● Activity: Would you retype each record exactly as given?

--- START ---

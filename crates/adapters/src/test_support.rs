// SPDX-License-Identifier: BUSL-1.1
// Copyright (c) 2026 Alfred Jean LLC

//! Test doubles for the analyzer seam, in the shape of
//! `crates/adapters/src/notify.rs`'s `fake` submodule: a `Clone` handle
//! over shared interior state, pre-seeded with the answers a test wants and
//! recording every call it receives.

use std::collections::HashMap;
use std::path::{Path, PathBuf};
use std::sync::Arc;

use async_trait::async_trait;
use parking_lot::Mutex;
use rq_core::{Diagnostic, Location, SymbolDescriptor, SymbolKind};
use tokio_util::sync::CancellationToken;

use crate::analyzer::{AnalyzerAdapter, SymbolHandle};

type DefinitionAnswer = (Location, String, SymbolKind);

#[derive(Default)]
struct FakeState {
    symbol_at: HashMap<(PathBuf, u32, u32), SymbolHandle>,
    definitions: HashMap<SymbolHandle, DefinitionAnswer>,
    base_definitions: HashMap<SymbolHandle, DefinitionAnswer>,
    implementations: HashMap<SymbolHandle, Vec<Location>>,
    references: HashMap<SymbolHandle, Vec<Location>>,
    callers: HashMap<SymbolHandle, Vec<Location>>,
    callees: HashMap<SymbolHandle, Vec<Location>>,
    descriptors: HashMap<SymbolHandle, SymbolDescriptor>,
    diagnostics: Vec<Diagnostic>,
    symbol_at_calls: Vec<(PathBuf, u32, u32)>,
}

/// An `AnalyzerAdapter` fully scripted by the test — it never inspects its
/// `State` (`()`), only the canned answers it was seeded with.
#[derive(Clone, Default)]
pub struct FakeAnalyzerAdapter {
    inner: Arc<Mutex<FakeState>>,
}

impl FakeAnalyzerAdapter {
    pub fn new() -> Self {
        Self::default()
    }

    pub fn set_symbol_at(&self, file: impl Into<PathBuf>, line: u32, column: u32, handle: SymbolHandle) {
        self.inner.lock().symbol_at.insert((file.into(), line, column), handle);
    }

    pub fn set_definition(&self, symbol: SymbolHandle, answer: DefinitionAnswer) {
        self.inner.lock().definitions.insert(symbol, answer);
    }

    pub fn set_base_definition(&self, symbol: SymbolHandle, answer: DefinitionAnswer) {
        self.inner.lock().base_definitions.insert(symbol, answer);
    }

    pub fn set_implementations(&self, symbol: SymbolHandle, locations: Vec<Location>) {
        self.inner.lock().implementations.insert(symbol, locations);
    }

    pub fn set_references(&self, symbol: SymbolHandle, locations: Vec<Location>) {
        self.inner.lock().references.insert(symbol, locations);
    }

    pub fn set_callers(&self, symbol: SymbolHandle, locations: Vec<Location>) {
        self.inner.lock().callers.insert(symbol, locations);
    }

    pub fn set_callees(&self, symbol: SymbolHandle, locations: Vec<Location>) {
        self.inner.lock().callees.insert(symbol, locations);
    }

    pub fn set_descriptor(&self, symbol: SymbolHandle, descriptor: SymbolDescriptor) {
        self.inner.lock().descriptors.insert(symbol, descriptor);
    }

    pub fn set_diagnostics(&self, diagnostics: Vec<Diagnostic>) {
        self.inner.lock().diagnostics = diagnostics;
    }

    /// Every `(file, line, column)` passed to `symbol_at`, in call order.
    pub fn symbol_at_calls(&self) -> Vec<(PathBuf, u32, u32)> {
        self.inner.lock().symbol_at_calls.clone()
    }
}

#[async_trait]
impl AnalyzerAdapter for FakeAnalyzerAdapter {
    type State = ();

    async fn symbol_at(
        &self,
        _state: &(),
        file: &Path,
        line: u32,
        column: u32,
        _cancel: &CancellationToken,
    ) -> Option<SymbolHandle> {
        let mut inner = self.inner.lock();
        inner.symbol_at_calls.push((file.to_path_buf(), line, column));
        inner.symbol_at.get(&(file.to_path_buf(), line, column)).copied()
    }

    async fn definition(
        &self,
        _state: &(),
        symbol: SymbolHandle,
        _cancel: &CancellationToken,
    ) -> Option<DefinitionAnswer> {
        self.inner.lock().definitions.get(&symbol).cloned()
    }

    async fn base_definition(
        &self,
        _state: &(),
        symbol: SymbolHandle,
        _cancel: &CancellationToken,
    ) -> Option<DefinitionAnswer> {
        self.inner.lock().base_definitions.get(&symbol).cloned()
    }

    async fn implementations(&self, _state: &(), symbol: SymbolHandle, _cancel: &CancellationToken) -> Vec<Location> {
        self.inner.lock().implementations.get(&symbol).cloned().unwrap_or_default()
    }

    async fn references(&self, _state: &(), symbol: SymbolHandle, _cancel: &CancellationToken) -> Vec<Location> {
        self.inner.lock().references.get(&symbol).cloned().unwrap_or_default()
    }

    async fn callers(&self, _state: &(), symbol: SymbolHandle, _cancel: &CancellationToken) -> Vec<Location> {
        self.inner.lock().callers.get(&symbol).cloned().unwrap_or_default()
    }

    async fn callees(&self, _state: &(), symbol: SymbolHandle, _cancel: &CancellationToken) -> Vec<Location> {
        self.inner.lock().callees.get(&symbol).cloned().unwrap_or_default()
    }

    async fn describe(&self, _state: &(), symbol: SymbolHandle, _cancel: &CancellationToken) -> SymbolDescriptor {
        self.inner.lock().descriptors.get(&symbol).cloned().unwrap_or(SymbolDescriptor {
            name: String::new(),
            kind: SymbolKind::Other,
            full_name: String::new(),
            signature: None,
            documentation: None,
            containing_type: None,
            containing_namespace: None,
            return_type: None,
            accessibility: None,
            modifiers: Vec::new(),
            location: None,
        })
    }

    async fn diagnostics(&self, _state: &(), _file: Option<&Path>, _cancel: &CancellationToken) -> Vec<Diagnostic> {
        self.inner.lock().diagnostics.clone()
    }
}

#[cfg(test)]
#[path = "test_support_tests.rs"]
mod tests;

--- END ---

● Your solution:
filename crates/adapters/src/test_support.rs
// SPDX-License-Identifier: BUSL-1.1
// Copyright (c) 2026 Alfred Jean LLC

//! Test doubles for the analyzer seam, in the shape of
//! `crates/adapters/src/notify.rs`'s `fake` submodule: a `Clone` handle
//! over shared interior state, pre-seeded with the answers a test wants and
//! recording every call it receives.

use std::collections::HashMap;
use std::path::{Path, PathBuf};
use std::sync::Arc;

use async_trait::async_trait;
use parking_lot::Mutex;
use rq_core::{Diagnostic, Location, SymbolDescriptor, SymbolKind};
use tokio_util::sync::CancellationToken;

use crate::analyzer::{AnalyzerAdapter, SymbolHandle};

type DefinitionAnswer = (Location, String, SymbolKind);

#[derive(Default)]
struct FakeState {
    symbol_at: HashMap<(PathBuf, u32, u32), SymbolHandle>,
    definitions: HashMap<SymbolHandle, DefinitionAnswer>,
    base_definitions: HashMap<SymbolHandle, DefinitionAnswer>,
    implementations: HashMap<SymbolHandle, Vec<Location>>,
    references: HashMap<SymbolHandle, Vec<Location>>,
    callers: HashMap<SymbolHandle, Vec<Location>>,
    callees: HashMap<SymbolHandle, Vec<Location>>,
    descriptors: HashMap<SymbolHandle, SymbolDescriptor>,
    diagnostics: Vec<Diagnostic>,
    symbol_at_calls: Vec<(PathBuf, u32, u32)>,
}

/// An `AnalyzerAdapter` fully scripted by the test — it never inspects its
/// `State` (`()`), only the canned answers it was seeded with.
#[derive(Clone, Default)]
pub struct FakeAnalyzerAdapter {
    inner: Arc<Mutex<FakeState>>,
}

impl FakeAnalyzerAdapter {
    pub fn new() -> Self {
        Self::default()
    }

    pub fn set_symbol_at(&self, file: impl Into<PathBuf>, line: u32, column: u32, handle: SymbolHandle) {
        self.inner.lock().symbol_at.insert((file.into(), line, column), handle);
    }

    pub fn set_definition(&self, symbol: SymbolHandle, answer: DefinitionAnswer) {
        self.inner.lock().definitions.insert(symbol, answer);
    }

    pub fn set_base_definition(&self, symbol: SymbolHandle, answer: DefinitionAnswer) {
        self.inner.lock().base_definitions.insert(symbol, answer);
    }

    pub fn set_implementations(&self, symbol: SymbolHandle, locations: Vec<Location>) {
        self.inner.lock().implementations.insert(symbol, locations);
    }

    pub fn set_references(&self, symbol: SymbolHandle, locations: Vec<Location>) {
        self.inner.lock().references.insert(symbol, locations);
    }

    pub fn set_callers(&self, symbol: SymbolHandle, locations: Vec<Location>) {
        self.inner.lock().callers.insert(symbol, locations);
    }

    pub fn set_callees(&self, symbol: SymbolHandle, locations: Vec<Location>) {
        self.inner.lock().callees.insert(symbol, locations);
    }

    pub fn set_descriptor(&self, symbol: SymbolHandle, descriptor: SymbolDescriptor) {
        self.inner.lock().descriptors.insert(symbol, descriptor);
    }

    pub fn set_diagnostics(&self, diagnostics: Vec<Diagnostic>) {
        self.inner.lock().diagnostics = diagnostics;
    }

    /// Every `(file, line, column)` passed to `symbol_at`, in call order.
    pub fn symbol_at_calls(&self) -> Vec<(PathBuf, u32, u32)> {
        self.inner.lock().symbol_at_calls.clone()
    }
}

#[async_trait]
impl AnalyzerAdapter for FakeAnalyzerAdapter {
    type State = ();

    async fn symbol_at(
        &self,
        _state: &(),
        file: &Path,
        line: u32,
        column: u32,
        _cancel: &CancellationToken,
    ) -> Option<SymbolHandle> {
        let mut inner = self.inner.lock();
        inner.symbol_at_calls.push((file.to_path_buf(), line, column));
        inner.symbol_at.get(&(file.to_path_buf(), line, column)).copied()
    }

    async fn definition(
        &self,
        _state: &(),
        symbol: SymbolHandle,
        _cancel: &CancellationToken,
    ) -> Option<DefinitionAnswer> {
        self.inner.lock().definitions.get(&symbol).cloned()
    }

    async fn base_definition(
        &self,
        _state: &(),
        symbol: SymbolHandle,
        _cancel: &CancellationToken,
    ) -> Option<DefinitionAnswer> {
        self.inner.lock().base_definitions.get(&symbol).cloned()
    }

    async fn implementations(&self, _state: &(), symbol: SymbolHandle, _cancel: &CancellationToken) -> Vec<Location> {
        self.inner.lock().implementations.get(&symbol).cloned().unwrap_or_default()
    }

    async fn references(&self, _state: &(), symbol: SymbolHandle, _cancel: &CancellationToken) -> Vec<Location> {
        self.inner.lock().references.get(&symbol).cloned().unwrap_or_default()
    }

    async fn callers(&self, _state: &(), symbol: SymbolHandle, _cancel: &CancellationToken) -> Vec<Location> {
        self.inner.lock().callers.get(&symbol).cloned().unwrap_or_default()
    }

    async fn callees(&self, _state: &(), symbol: SymbolHandle, _cancel: &CancellationToken) -> Vec<Location> {
        self.inner.lock().callees.get(&symbol).cloned().unwrap_or_default()
    }

    async fn describe(&self, _state: &(), symbol: SymbolHandle, _cancel: &CancellationToken) -> SymbolDescriptor {
        self.inner.lock().descriptors.get(&symbol).cloned().unwrap_or(SymbolDescriptor {
            name: String::new(),
            kind: SymbolKind::Other,
            full_name: String::new(),
            signature: None,
            documentation: None,
            containing_type: None,
            containing_namespace: None,
            return_type: None,
            accessibility: None,
            modifiers: Vec::new(),
            location: None,
        })
    }

    async fn diagnostics(&self, _state: &(), _file: Option<&Path>, _cancel: &CancellationToken) -> Vec<Diagnostic> {
        self.inner.lock().diagnostics.clone()
    }
}

#[cfg(test)]
#[path = "test_support_tests.rs"]
mod tests;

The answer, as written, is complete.